Adolescence is a time of increased vulnerability to mental health conditions, which may necessitate hospitalization. This study sought to identify and characterize patterns of adolescent (re-)hospitalizations. The one-year (re-)hospitalization patterns of 233 adolescents were analyzed. The sequences of hospitalization and discharge was examined using cluster analyses. Results revealed five distinct (re-)hospitalization patterns or clusters: Cluster A represented brief hospitalizations with 56 cases (24.03%) averaging 7.71 days; cluster B consisted of repetitive short hospitalizations involving 97 cases (41.63%) with an average of 19.90 days; cluster C encompassed repetitive medium hospitalizations included 66 cases (28.33%) averaging 41.33 days; cluster D included long hospitalizations with 11 cases (4.72%) and an average of 99.36 days; cluster E depicted chronic hospitalizations, accounting for 3 cases (1.29%) with an average stay of 138.67 days. Despite no age-based differences across clusters, distinctions were noted in terms of sex, diagnoses, and severity of clinical and psychosocial difficulties. The study identified characteristics of both regular and atypical adolescent hospitalization users, emphasizing the distribution of hospitalization days and their associated clinical attributes. Such insights are pivotal for enhancing the organization of child and adolescent mental health services to cater to the growing care requirements of this age group.

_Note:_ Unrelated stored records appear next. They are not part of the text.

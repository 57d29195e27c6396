// Copyright 2025 the Understory Authors
// SPDX-License-Identifier: Apache-2.0 OR MIT

//! A three-step tour over a headless document, rendered as text.
//!
//! This example shows how to:
//! - describe steps with placement preferences and a payload,
//! - react to navigation through `TourCallbacks`,
//! - drive smooth scrolling to an off-screen target and a target inside a scroll container,
//! - turn each frame into output with a `RenderStrategy`.
//!
//! Run:
//! - `cargo run -p understory_demos --example tour_basics`

use kurbo::{Point, Rect, Size};
use understory_placement::{Align, Side};
use understory_tour::headless::{ElementId, HeadlessHost};
use understory_tour::render::{Frame, RenderStrategy};
use understory_tour::{
    CloseRequest, Commands, ScrollBehavior, Step, Tour, TourCallbacks, TourConfig, TourSnapshot,
};

/// Prints navigation and close requests as they happen.
struct Log;

impl TourCallbacks<ElementId, &'static str> for Log {
    fn on_move(&mut self, s: &TourSnapshot<'_, ElementId, &'static str>, _: &mut Commands) {
        println!(
            "  on_move: step {} (from {}), scrolling: {}",
            s.current_index, s.previous_index, s.is_scrolling
        );
    }

    fn on_request_close(&mut self, request: &CloseRequest) {
        println!(
            "  close requested: inside mask = {}, overlay click = {}",
            request.inside_mask, request.overlay_click
        );
    }

    fn on_after_open(&mut self, _: &TourSnapshot<'_, ElementId, &'static str>, _: &mut Commands) {
        println!("  tour opened");
    }
}

/// Renders a frame as a single line of text.
struct TextRenderer {
    helper_size: Size,
}

impl RenderStrategy<ElementId, &'static str> for TextRenderer {
    type Output = String;

    fn render(&mut self, frame: &Frame<'_, ElementId, &'static str>) -> String {
        let text = frame.snapshot.step.map(|s| s.data).unwrap_or("");
        match frame.helper_rect(self.helper_size) {
            Some(helper) => {
                let placement = frame.helper.expect("helper rect implies placement");
                format!(
                    "[{}/{}] \"{text}\" mask={:?} helper={}-{} at ({}, {})",
                    frame.snapshot.current_index + 1,
                    frame.snapshot.steps.len(),
                    frame.mask,
                    placement.side,
                    placement.align,
                    helper.x0,
                    helper.y0,
                )
            }
            None => format!("[no helper] \"{text}\" mask={:?}", frame.mask),
        }
    }
}

fn main() {
    tracing_subscriber::fmt()
        .with_max_level(tracing::Level::DEBUG)
        .init();

    let mut host = HeadlessHost::new(Size::new(1024.0, 768.0));
    host.insert(None, "#toolbar", Rect::new(0.0, 0.0, 1024.0, 48.0));
    host.insert(None, "#editor", Rect::new(40.0, 1400.0, 984.0, 1700.0));
    let sidebar = host.insert(None, "#sidebar", Rect::new(800.0, 60.0, 1020.0, 700.0));
    host.set_scroll_extent(sidebar, Size::new(220.0, 2400.0));
    host.insert(Some(sidebar), "#history", Rect::new(810.0, 1800.0, 1010.0, 1860.0));

    let steps = vec![
        Step {
            position: Side::Bottom.into(),
            align: Align::Center,
            ..Step::with_data("#toolbar", "Every command lives up here.")
        },
        Step {
            position: Side::Top.into(),
            ..Step::with_data("#editor", "Write your document here.")
        },
        Step {
            position: Side::Left.into(),
            align: Align::End,
            container: Some("#sidebar".into()),
            ..Step::with_data("#history", "Undo history, newest first.")
        },
    ];
    let config = TourConfig {
        scroll_behavior: ScrollBehavior::Smooth,
        ..TourConfig::default()
    };
    let mut tour = Tour::new(1, steps, config)
        .expect("default config is valid")
        .with_callbacks(Log);
    let mut renderer = TextRenderer {
        helper_size: Size::new(260.0, 90.0),
    };
    let helper = Some(renderer.helper_size);

    println!("mount");
    tour.mount(&mut host);
    println!("{}", tour.render(&host, helper, &mut renderer));

    for _ in 0..2 {
        println!("next");
        tour.next(&mut host);
        println!("  scrolling: {}", tour.is_scrolling());
        host.finish_scroll();
        host.pump(&mut tour);
        println!("{}", tour.render(&host, helper, &mut renderer));
    }

    println!("next (already at the end)");
    tour.next(&mut host);

    println!("click outside the mask");
    host.click(Point::new(10.0, 700.0));
    host.pump(&mut tour);

    tour.unmount(&mut host);
    println!("unmounted; {} listeners left", host.listener_count());
}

青少年时期更容易出现心理健康问题,因此有必要住院治疗。本研究旨在确定青少年(再次)住院的模式并分析其特点。研究分析了 233 名青少年一年的(再次)住院模式。使用聚类分析法对住院和出院的顺序进行了研究。结果显示了五种不同的(再次)住院模式或聚类:群组 A 代表短暂住院,有 56 个病例(24.03%),平均住院天数为 7.71 天;群组 B 包括重复短期住院,有 97 个病例(41.63%),平均住院天数为 19.90 天;群组 C 包括重复中度住院,有 66 个病例(28.33%),平均住院天数为 41.90 天。33%),平均住院天数为 41.33 天;D 组包括长期住院,有 11 例(4.72%),平均住院天数为 99.36 天;E 组为慢性住院,有 3 例(1.29%),平均住院天数为 138.67 天。尽管各群组之间没有年龄上的差异,但在性别、诊断以及临床和社会心理障碍的严重程度方面却有区别。研究发现了经常住院和非典型住院的青少年的特征,强调了住院天数的分布及其相关的临床属性。这些见解对于加强儿童和青少年心理健康服务的组织工作,以满足这一年龄组日益增长的护理需求至关重要。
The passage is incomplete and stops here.